Data:
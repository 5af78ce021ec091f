//! Record Store operations on the `pokemons` table.

pub mod search;

use sea_orm::{
    ActiveModelTrait, DatabaseConnection, DbErr, EntityTrait, NotSet, QueryFilter, QueryOrder,
    Set,
};

use crate::db::entities::pokemon;
use crate::error::{PokedexError, Result};
use crate::forms::requests::{NewPokemon, PokemonPatch};
pub use search::SearchParams;

pub async fn list(
    db: &DatabaseConnection,
    params: &SearchParams,
) -> std::result::Result<Vec<pokemon::Model>, DbErr> {
    pokemon::Entity::find()
        .filter(params.condition())
        .order_by_asc(pokemon::Column::Id)
        .all(db)
        .await
}

pub async fn find(db: &DatabaseConnection, id: i32) -> Result<pokemon::Model> {
    pokemon::Entity::find_by_id(id)
        .one(db)
        .await?
        .ok_or(PokedexError::NotFound(id))
}

pub async fn insert(
    db: &DatabaseConnection,
    new: NewPokemon,
    photo: String,
    evolution_photo: Vec<String>,
) -> std::result::Result<pokemon::Model, DbErr> {
    new_active_model(new, photo, evolution_photo)
        .insert(db)
        .await
}

/// Writes the patched columns of `existing` and returns the stored row.
pub async fn apply_patch(
    db: &DatabaseConnection,
    existing: pokemon::Model,
    patch: PokemonPatch,
) -> std::result::Result<pokemon::Model, DbErr> {
    if patch.is_empty() {
        return Ok(existing);
    }
    patched_active_model(existing, patch).update(db).await
}

pub async fn delete(db: &DatabaseConnection, id: i32) -> Result<pokemon::Model> {
    let existing = find(db, id).await?;

    let result = pokemon::Entity::delete_by_id(id).exec(db).await?;
    if result.rows_affected == 0 {
        // Removed by a concurrent request between the lookup and the delete
        return Err(PokedexError::NotFound(id));
    }

    Ok(existing)
}

fn new_active_model(
    new: NewPokemon,
    photo: String,
    evolution_photo: Vec<String>,
) -> pokemon::ActiveModel {
    pokemon::ActiveModel {
        id: NotSet,
        name: Set(new.name),
        degree: Set(new.degree),
        pokemon_type: Set(new.pokemon_type),
        photo: Set(photo),
        description: Set(new.description),
        height: Set(new.height),
        weight: Set(new.weight),
        male_gender_ratio: Set(new.male_gender_ratio),
        female_gender_ratio: Set(new.female_gender_ratio),
        abilities: Set(new.abilities),
        egg_groups: Set(new.egg_groups),
        evolution_description: Set(new.evolution_description),
        evolution_photo: Set(evolution_photo),
    }
}

fn patched_active_model(existing: pokemon::Model, patch: PokemonPatch) -> pokemon::ActiveModel {
    let mut active: pokemon::ActiveModel = existing.into();

    if let Some(v) = patch.name {
        active.name = Set(v);
    }
    if let Some(v) = patch.degree {
        active.degree = Set(v);
    }
    if let Some(v) = patch.pokemon_type {
        active.pokemon_type = Set(v);
    }
    if let Some(v) = patch.photo {
        active.photo = Set(v);
    }
    if let Some(v) = patch.description {
        active.description = Set(v);
    }
    if let Some(v) = patch.height {
        active.height = Set(v);
    }
    if let Some(v) = patch.weight {
        active.weight = Set(v);
    }
    if let Some(v) = patch.male_gender_ratio {
        active.male_gender_ratio = Set(v);
    }
    if let Some(v) = patch.female_gender_ratio {
        active.female_gender_ratio = Set(v);
    }
    if let Some(v) = patch.abilities {
        active.abilities = Set(v);
    }
    if let Some(v) = patch.egg_groups {
        active.egg_groups = Set(v);
    }
    if let Some(v) = patch.evolution_description {
        active.evolution_description = Set(v);
    }
    if let Some(v) = patch.evolution_photo {
        active.evolution_photo = Set(v);
    }

    active
}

What is expected: Of the records above, copy each line that includes "abilities".

Solution to this problem:
        abilities: Set(new.abilities),
    if let Some(v) = patch.abilities {
        active.abilities = Set(v);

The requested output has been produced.